## THE TASK
The entries should be written out again exactly as they read.

- - -

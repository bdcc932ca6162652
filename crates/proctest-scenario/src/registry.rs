//! Ordered registry of process handles
//!
//! An append-only arena of `(label, handle)` entries plus a table of the
//! latest index per label. Entries never move and are never removed before
//! the registry is dropped; reusing a label appends a new entry.

use std::collections::HashMap;

use proctest_process::{ProcessControl, ProcessOutcome};
use tracing::{debug, warn};

use crate::error::{Result, ScenarioError};

struct Entry {
    label: String,
    handle: Box<dyn ProcessControl>,
}

/// Every process started during one scenario, in start order
#[derive(Default)]
pub struct ProcessRegistry {
    entries: Vec<Entry>,
    latest: HashMap<String, usize>,
}

impl ProcessRegistry {
    pub fn new() -> Self {
        Self::default()
    }

    /// Append a handle; returns its position
    pub fn register(&mut self, label: impl Into<String>, handle: Box<dyn ProcessControl>) -> usize {
        let label = label.into();
        let index = self.entries.len();
        debug!(label = %label, index = index, "Registering process");

        self.latest.insert(label.clone(), index);
        self.entries.push(Entry { label, handle });
        index
    }

    /// Handle from the most recent entry with `label`
    pub fn get_by_label(&self, label: &str) -> Result<&dyn ProcessControl> {
        let index = self.index_of(label)?;
        Ok(self.entries[index].handle.as_ref())
    }

    pub fn get_by_label_mut(&mut self, label: &str) -> Result<&mut dyn ProcessControl> {
        let index = self.index_of(label)?;
        Ok(self.entries[index].handle.as_mut())
    }

    /// Most recently registered handle, whatever its label
    pub fn last(&self) -> Result<&dyn ProcessControl> {
        self.entries
            .last()
            .map(|entry| entry.handle.as_ref())
            .ok_or(ScenarioError::Empty)
    }

    pub fn last_mut(&mut self) -> Result<&mut dyn ProcessControl> {
        match self.entries.last_mut() {
            Some(entry) => Ok(entry.handle.as_mut()),
            None => Err(ScenarioError::Empty),
        }
    }

    /// Combined output of the latest invocation under `label`
    pub fn output_from(&self, label: &str) -> Result<Vec<u8>> {
        Ok(self.get_by_label(label)?.output())
    }

    pub fn stdout_from(&self, label: &str) -> Result<Vec<u8>> {
        Ok(self.get_by_label(label)?.stdout())
    }

    pub fn stderr_from(&self, label: &str) -> Result<Vec<u8>> {
        Ok(self.get_by_label(label)?.stderr())
    }

    /// stdout of every entry, in registration order, no separators
    pub fn all_stdout(&self) -> Vec<u8> {
        self.concat(|handle| handle.stdout())
    }

    pub fn all_stderr(&self) -> Vec<u8> {
        self.concat(|handle| handle.stderr())
    }

    pub fn all_output(&self) -> Vec<u8> {
        self.concat(|handle| handle.output())
    }

    /// Exit status of the last handle
    pub fn last_exit_status(&self) -> Result<i32> {
        let handle = self.last()?;
        let state = handle.state();
        match handle.exit_status() {
            Some(status) if state.is_terminal() => Ok(status),
            _ => Err(ScenarioError::NoExitStatus {
                label: handle.label().to_string(),
                state,
            }),
        }
    }

    /// `stop` every handle in registration order
    ///
    /// Terminal handles are no-ops. A failing entry does not keep later ones
    /// from being stopped; the first error is returned at the end.
    pub async fn stop_all(&mut self) -> Result<Vec<ProcessOutcome>> {
        let mut outcomes = Vec::with_capacity(self.entries.len());
        let mut first_error = None;

        for entry in &mut self.entries {
            match entry.handle.stop().await {
                Ok(outcome) => outcomes.push(outcome),
                Err(e) => {
                    warn!(label = %entry.label, error = %e, "Failed to stop process");
                    outcomes.push(entry.handle.outcome());
                    first_error.get_or_insert(e);
                }
            }
        }

        match first_error {
            Some(e) => Err(e.into()),
            None => Ok(outcomes),
        }
    }

    /// `terminate` every handle in registration order; terminal ones are no-ops
    pub async fn terminate_all(&mut self) -> Result<()> {
        let mut first_error = None;

        for entry in &mut self.entries {
            if let Err(e) = entry.handle.terminate().await {
                warn!(label = %entry.label, error = %e, "Failed to terminate process");
                first_error.get_or_insert(e);
            }
        }

        match first_error {
            Some(e) => Err(e.into()),
            None => Ok(()),
        }
    }

    /// Current outcome of every entry, in registration order
    pub fn outcomes(&self) -> Vec<(String, ProcessOutcome)> {
        self.entries
            .iter()
            .map(|entry| (entry.label.clone(), entry.handle.outcome()))
            .collect()
    }

    pub fn len(&self) -> usize {
        self.entries.len()
    }

    pub fn is_empty(&self) -> bool {
        self.entries.is_empty()
    }

    /// Labels in registration order, repeats included
    pub fn labels(&self) -> impl Iterator<Item = &str> {
        self.entries.iter().map(|entry| entry.label.as_str())
    }

    pub fn iter(&self) -> impl Iterator<Item = (&str, &dyn ProcessControl)> {
        self.entries
            .iter()
            .map(|entry| (entry.label.as_str(), entry.handle.as_ref()))
    }

    fn index_of(&self, label: &str) -> Result<usize> {
        self.latest
            .get(label)
            .copied()
            .ok_or_else(|| ScenarioError::NotFound(label.to_string()))
    }

    fn concat(&self, read: impl Fn(&dyn ProcessControl) -> Vec<u8>) -> Vec<u8> {
        self.entries
            .iter()
            .flat_map(|entry| read(entry.handle.as_ref()))
            .collect()
    }
}

impl std::fmt::Debug for ProcessRegistry {
    fn fmt(&self, f: &mut std::fmt::Formatter<'_>) -> std::fmt::Result {
        f.debug_list()
            .entries(
                self.entries
                    .iter()
                    .map(|entry| (&entry.label, entry.handle.state())),
            )
            .finish()
    }
}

- - -

## RESPONSE BELOW
repository bdcc932ca6162652
filename crates/proctest-scenario/src/registry.rs
//! Ordered registry of process handles
//!
//! An append-only arena of `(label, handle)` entries plus a table of the
//! latest index per label. Entries never move and are never removed before
//! the registry is dropped; reusing a label appends a new entry.

use std::collections::HashMap;

use proctest_process::{ProcessControl, ProcessOutcome};
use tracing::{debug, warn};

use crate::error::{Result, ScenarioError};

struct Entry {
    label: String,
    handle: Box<dyn ProcessControl>,
}

/// Every process started during one scenario, in start order
#[derive(Default)]
pub struct ProcessRegistry {
    entries: Vec<Entry>,
    latest: HashMap<String, usize>,
}

impl ProcessRegistry {
    pub fn new() -> Self {
        Self::default()
    }

    /// Append a handle; returns its position
    pub fn register(&mut self, label: impl Into<String>, handle: Box<dyn ProcessControl>) -> usize {
        let label = label.into();
        let index = self.entries.len();
        debug!(label = %label, index = index, "Registering process");

        self.latest.insert(label.clone(), index);
        self.entries.push(Entry { label, handle });
        index
    }

    /// Handle from the most recent entry with `label`
    pub fn get_by_label(&self, label: &str) -> Result<&dyn ProcessControl> {
        let index = self.index_of(label)?;
        Ok(self.entries[index].handle.as_ref())
    }

    pub fn get_by_label_mut(&mut self, label: &str) -> Result<&mut dyn ProcessControl> {
        let index = self.index_of(label)?;
        Ok(self.entries[index].handle.as_mut())
    }

    /// Most recently registered handle, whatever its label
    pub fn last(&self) -> Result<&dyn ProcessControl> {
        self.entries
            .last()
            .map(|entry| entry.handle.as_ref())
            .ok_or(ScenarioError::Empty)
    }

    pub fn last_mut(&mut self) -> Result<&mut dyn ProcessControl> {
        match self.entries.last_mut() {
            Some(entry) => Ok(entry.handle.as_mut()),
            None => Err(ScenarioError::Empty),
        }
    }

    /// Combined output of the latest invocation under `label`
    pub fn output_from(&self, label: &str) -> Result<Vec<u8>> {
        Ok(self.get_by_label(label)?.output())
    }

    pub fn stdout_from(&self, label: &str) -> Result<Vec<u8>> {
        Ok(self.get_by_label(label)?.stdout())
    }

    pub fn stderr_from(&self, label: &str) -> Result<Vec<u8>> {
        Ok(self.get_by_label(label)?.stderr())
    }

    /// stdout of every entry, in registration order, no separators
    pub fn all_stdout(&self) -> Vec<u8> {
        self.concat(|handle| handle.stdout())
    }

    pub fn all_stderr(&self) -> Vec<u8> {
        self.concat(|handle| handle.stderr())
    }

    pub fn all_output(&self) -> Vec<u8> {
        self.concat(|handle| handle.output())
    }

    /// Exit status of the last handle
    pub fn last_exit_status(&self) -> Result<i32> {
        let handle = self.last()?;
        let state = handle.state();
        match handle.exit_status() {
            Some(status) if state.is_terminal() => Ok(status),
            _ => Err(ScenarioError::NoExitStatus {
                label: handle.label().to_string(),
                state,
            }),
        }
    }

    /// `stop` every handle in registration order
    ///
    /// Terminal handles are no-ops. A failing entry does not keep later ones
    /// from being stopped; the first error is returned at the end.
    pub async fn stop_all(&mut self) -> Result<Vec<ProcessOutcome>> {
        let mut outcomes = Vec::with_capacity(self.entries.len());
        let mut first_error = None;

        for entry in &mut self.entries {
            match entry.handle.stop().await {
                Ok(outcome) => outcomes.push(outcome),
                Err(e) => {
                    warn!(label = %entry.label, error = %e, "Failed to stop process");
                    outcomes.push(entry.handle.outcome());
                    first_error.get_or_insert(e);
                }
            }
        }

        match first_error {
            Some(e) => Err(e.into()),
            None => Ok(outcomes),
        }
    }

    /// `terminate` every handle in registration order; terminal ones are no-ops
    pub async fn terminate_all(&mut self) -> Result<()> {
        let mut first_error = None;

        for entry in &mut self.entries {
            if let Err(e) = entry.handle.terminate().await {
                warn!(label = %entry.label, error = %e, "Failed to terminate process");
                first_error.get_or_insert(e);
            }
        }

        match first_error {
            Some(e) => Err(e.into()),
            None => Ok(()),
        }
    }

    /// Current outcome of every entry, in registration order
    pub fn outcomes(&self) -> Vec<(String, ProcessOutcome)> {
        self.entries
            .iter()
            .map(|entry| (entry.label.clone(), entry.handle.outcome()))
            .collect()
    }

    pub fn len(&self) -> usize {
        self.entries.len()
    }

    pub fn is_empty(&self) -> bool {
        self.entries.is_empty()
    }

    /// Labels in registration order, repeats included
    pub fn labels(&self) -> impl Iterator<Item = &str> {
        self.entries.iter().map(|entry| entry.label.as_str())
    }

    pub fn iter(&self) -> impl Iterator<Item = (&str, &dyn ProcessControl)> {
        self.entries
            .iter()
            .map(|entry| (entry.label.as_str(), entry.handle.as_ref()))
    }

    fn index_of(&self, label: &str) -> Result<usize> {
        self.latest
            .get(label)
            .copied()
            .ok_or_else(|| ScenarioError::NotFound(label.to_string()))
    }

    fn concat(&self, read: impl Fn(&dyn ProcessControl) -> Vec<u8>) -> Vec<u8> {
        self.entries
            .iter()
            .flat_map(|entry| read(entry.handle.as_ref()))
            .collect()
    }
}

impl std::fmt::Debug for ProcessRegistry {
    fn fmt(&self, f: &mut std::fmt::Formatter<'_>) -> std::fmt::Result {
        f.debug_list()
            .entries(
                self.entries
                    .iter()
                    .map(|entry| (&entry.label, entry.handle.state())),
            )
            .finish()
    }
}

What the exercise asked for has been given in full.